Start of PROVIDED MATERIAL
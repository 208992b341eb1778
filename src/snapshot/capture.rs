//! Program output capture
//!
//! The interpreter writes through a [`StdoutSlot`]. By default the slot holds a
//! [`ConsoleSink`]; while a trace is recorded a [`RedirectGuard`] swaps in a
//! [`CaptureBuffer`] and puts the previous sink back when dropped, on every exit
//! path including unwinding.

use std::cell::RefCell;
use std::io::Write;
use std::rc::Rc;

/// Destination for text printed by a program
pub trait OutputSink {
    fn write_str(&mut self, text: &str);
}

/// Sink that forwards to the process stdout
#[derive(Debug, Default)]
pub struct ConsoleSink;

impl OutputSink for ConsoleSink {
    fn write_str(&mut self, text: &str) {
        let mut stdout = std::io::stdout();
        // Console output is best effort; a closed pipe must not abort the program
        let _ = stdout.write_all(text.as_bytes());
        let _ = stdout.flush();
    }
}

/// In-process buffer shared between the sink slot and its reader
#[derive(Debug, Clone, Default)]
pub struct CaptureBuffer {
    text: Rc<RefCell<String>>,
}

impl CaptureBuffer {
    pub fn new() -> Self {
        Self::default()
    }

    /// Copy of everything captured so far
    pub fn contents(&self) -> String {
        self.text.borrow().clone()
    }

    pub fn len(&self) -> usize {
        self.text.borrow().len()
    }

    pub fn is_empty(&self) -> bool {
        self.text.borrow().is_empty()
    }
}

impl OutputSink for CaptureBuffer {
    fn write_str(&mut self, text: &str) {
        self.text.borrow_mut().push_str(text);
    }
}

/// Shared, swappable output destination
pub type StdoutSlot = Rc<RefCell<Box<dyn OutputSink>>>;

/// Create a slot that writes to the console
pub fn console_slot() -> StdoutSlot {
    Rc::new(RefCell::new(Box::new(ConsoleSink)))
}

/// Scoped redirection of a [`StdoutSlot`]
pub struct RedirectGuard {
    slot: StdoutSlot,
    previous: Option<Box<dyn OutputSink>>,
}

impl RedirectGuard {
    /// Install `sink` into `slot` until the guard is dropped
    pub fn install(slot: &StdoutSlot, sink: Box<dyn OutputSink>) -> Self {
        let previous = std::mem::replace(&mut *slot.borrow_mut(), sink);
        RedirectGuard {
            slot: Rc::clone(slot),
            previous: Some(previous),
        }
    }
}

impl Drop for RedirectGuard {
    fn drop(&mut self) {
        if let Some(previous) = self.previous.take() {
            // try_borrow_mut: a panic raised mid-write leaves the slot borrowed
            if let Ok(mut current) = self.slot.try_borrow_mut() {
                *current = previous;
            }
        }
    }
}

#[cfg(test)]
mod tests {
    use super::*;

    #[test]
    fn test_guard_restores_previous_sink() {
        let outer = CaptureBuffer::new();
        let slot: StdoutSlot = Rc::new(RefCell::new(Box::new(outer.clone())));

        {
            let inner = CaptureBuffer::new();
            let _guard = RedirectGuard::install(&slot, Box::new(inner.clone()));
            slot.borrow_mut().write_str("captured");
            assert_eq!(inner.contents(), "captured");
        }

        slot.borrow_mut().write_str("after");
        assert_eq!(outer.contents(), "after");
    }

    #[test]
    fn test_guard_restores_on_unwind() {
        let outer = CaptureBuffer::new();
        let slot: StdoutSlot = Rc::new(RefCell::new(Box::new(outer.clone())));

        let result = std::panic::catch_unwind(std::panic::AssertUnwindSafe(|| {
            let _guard = RedirectGuard::install(&slot, Box::new(CaptureBuffer::new()));
            panic!("boom");
        }));
        assert!(result.is_err());

        slot.borrow_mut().write_str("restored");
        assert_eq!(outer.contents(), "restored");
    }
}
impl<'a> StepMachine<'a> {
    /// Run `descriptor` with `bindings` layered over its initial environment.
    ///
    /// `variant` falls back to the descriptor's default.
    pub fn run(
        descriptor: &'a Descriptor,
        bindings: &Environment,
        variant: Option<&'a str>,
        config: &TraceConfig,
    ) -> Trace {
        let mut globals = descriptor.initial.clone();
        globals.merge(bindings);

        let mut machine = StepMachine {
            descriptor,
            config: *config,
            variant: variant.or(descriptor.default_variant),
            globals,
            stack: FrameStack::new(),
            output: String::new(),
            trace: Trace::new(),
        };
        tracing::info!(id = descriptor.id, variant = ?machine.variant, "running step machine");

        if let Some(variant) = variant {
            if descriptor.variant(variant).is_none() {
                machine.fail(format!("unknown variant '{}'", variant));
                return machine.trace;
            }
        }

        let missing = descriptor.missing(&machine.globals);
        if !missing.is_empty() {
            machine.fail(format!("missing required inputs: {}", missing.join(", ")));
            return machine.trace;
        }

        let mut locals = Environment::new();
        for param in descriptor.entry.params {
            if let Some(value) = machine.globals.remove(param) {
                locals.set(*param, value);
            }
        }
        machine.stack.push(Frame::new(
            descriptor.entry.procedure,
            descriptor.entry.line,
            locals,
        ));

        machine.execute();
        let last = machine.trace.last().map(|record| record.kind);
        tracing::info!(id = descriptor.id, steps = machine.trace.len(), kind = ?last, "step machine done");
        machine.trace
    }

    fn scope(&mut self) -> Scope<'_> {
        Scope::new(
            &mut self.globals,
            self.stack.top_mut().map(|frame| &mut frame.locals),
            &mut self.output,
            self.variant,
        )
    }

    /// Globals, then top-frame locals, then the call stack
    fn view(&self) -> Environment {
        let mut view = self.globals.snapshot();
        if let Some(frame) = self.stack.top() {
            view.merge(&frame.locals);
        }
        if self.descriptor.uses_calls() {
            view.set("callStack", self.stack.to_value());
        }
        view
    }

    fn execute(&mut self) {
        let len = self.descriptor.len();
        loop {
            let Some(frame) = self.stack.top() else {
                let record = if self.output.len() > self.config.max_output_bytes {
                    let message = Limit::Output(self.config.max_output_bytes).message();
                    tracing::warn!(id = self.descriptor.id, %message, "trace truncated");
                    let output = self.config.clip_output(&self.output);
                    StepRecord::error(self.view(), output, StepError::truncated(message))
                } else {
                    StepRecord::finished(self.view(), self.output.clone())
                };
                self.trace.push(record);
                return;
            };
            let line = frame.pc;

            if line == PAST_END || line > len {
                if self.stack.depth() > 1 {
                    let message = format!(
                        "procedure '{}' ran past the last line with {} frames active",
                        frame.procedure,
                        self.stack.depth()
                    );
                    self.fail(message);
                    return;
                }
                self.stack.clear();
                continue;
            }

            if let Some(limit) = self.config.limit_reached(&self.trace, self.output.len()) {
                self.truncate(limit);
                return;
            }

            let Some(rule) = self.descriptor.rule(line).copied() else {
                self.fail(format!("no rule for line {}", line));
                return;
            };
            self.trace
                .push(StepRecord::normal(line, self.view(), self.output.clone()));

            if let Some(mutate) = rule.mutate {
                mutate(&mut self.scope());
            }

            let next = match rule.flow {
                Flow::Next => line + 1,
                Flow::Goto(target) => target,
                Flow::Branch {
                    test,
                    then,
                    otherwise,
                } => {
                    if test(&self.scope()) {
                        then
                    } else {
                        otherwise
                    }
                }
                Flow::Decide { decide, targets } => {
                    let target = decide(&self.scope());
                    if !targets.contains(&target) {
                        self.fail(format!(
                            "line {} chose line {}, which is not among its declared targets",
                            line, target
                        ));
                        return;
                    }
                    target
                }
                Flow::Call {
                    procedure,
                    entry,
                    bind,
                    resume,
                } => {
                    if self.stack.depth() >= self.config.max_call_depth {
                        self.fail(format!(
                            "call depth limit of {} exceeded",
                            self.config.max_call_depth
                        ));
                        return;
                    }
                    let locals = bind(&self.scope());
                    if let Some(caller) = self.stack.top_mut() {
                        caller.resume = Some(resume);
                    }
                    self.stack.push(Frame::new(procedure, entry, locals));
                    tracing::debug!(from = line, procedure, entry, depth = self.stack.depth(), "call");
                    continue;
                }
                Flow::Return { value } => {
                    let value = value.map(|f| f(&self.scope())).unwrap_or_default();
                    if let Err(message) = self.unwind(value) {
                        self.fail(message);
                        return;
                    }
                    tracing::debug!(from = line, depth = self.stack.depth(), "return");
                    continue;
                }
                Flow::End => {
                    tracing::debug!(from = line, "end");
                    self.stack.clear();
                    continue;
                }
            };

            tracing::debug!(from = line, to = next, "transfer");
            if let Some(frame) = self.stack.top_mut() {
                frame.pc = next;
            }
        }
    }

    /// Pop the returning frame and hand `value` to its caller. Tail resumes
    /// keep unwinding without recording a step.
    fn unwind(&mut self, value: Value) -> Result<(), String> {
        let mut value = value;
        loop {
            let returning = self.stack.pop().map(|frame| frame.procedure);
            let resume = match self.stack.top_mut() {
                Some(caller) => caller.resume.take(),
                None => {
                    if let Some(name) = self.descriptor.result {
                        if value.is_set() {
                            self.globals.set(name, value);
                        }
                    }
                    return Ok(());
                }
            };

            match resume {
                Some(Resume::At { line, receive }) => {
                    if let Some(frame) = self.stack.top_mut() {
                        frame.pc = line;
                    }
                    if let Some(receive) = receive {
                        receive(&mut self.scope(), value);
                    }
                    return Ok(());
                }
                Some(Resume::Tail { combine }) => {
                    value = combine(&self.scope(), value);
                }
                None => {
                    return Err(format!(
                        "procedure '{}' returned to a caller with no resume point",
                        returning.unwrap_or("?")
                    ));
                }
            }
        }
    }

    fn truncate(&mut self, limit: Limit) {
        let message = limit.message();
        tracing::warn!(id = self.descriptor.id, steps = self.trace.len(), %message, "trace truncated");
        let variables = match self.trace.last() {
            Some(record) => record.variables.clone(),
            None => self.view(),
        };
        let output = self.config.clip_output(&self.output);
        self.trace
            .push(StepRecord::error(variables, output, StepError::truncated(message)));
    }

    fn fail(&mut self, message: String) {
        tracing::error!(id = self.descriptor.id, %message, "step machine fault");
        self.trace.push(StepRecord::error(
            self.view(),
            self.config.clip_output(&self.output),
            StepError::engine(message),
        ));
    }
}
End of PROVIDED MATERIAL
— WHAT TO WORK ON —
Print exactly the lines above, between the one holding "swappable output destination" and the one holding "if let Some(previous)", inclusive, and nothing besides.

— EXPECTED OUTPUT —
/// Shared, swappable output destination
pub type StdoutSlot = Rc<RefCell<Box<dyn OutputSink>>>;

/// Create a slot that writes to the console
pub fn console_slot() -> StdoutSlot {
    Rc::new(RefCell::new(Box::new(ConsoleSink)))
}

/// Scoped redirection of a [`StdoutSlot`]
pub struct RedirectGuard {
    slot: StdoutSlot,
    previous: Option<Box<dyn OutputSink>>,
}

impl RedirectGuard {
    /// Install `sink` into `slot` until the guard is dropped
    pub fn install(slot: &StdoutSlot, sink: Box<dyn OutputSink>) -> Self {
        let previous = std::mem::replace(&mut *slot.borrow_mut(), sink);
        RedirectGuard {
            slot: Rc::clone(slot),
            previous: Some(previous),
        }
    }
}

impl Drop for RedirectGuard {
    fn drop(&mut self) {
        if let Some(previous) = self.previous.take() {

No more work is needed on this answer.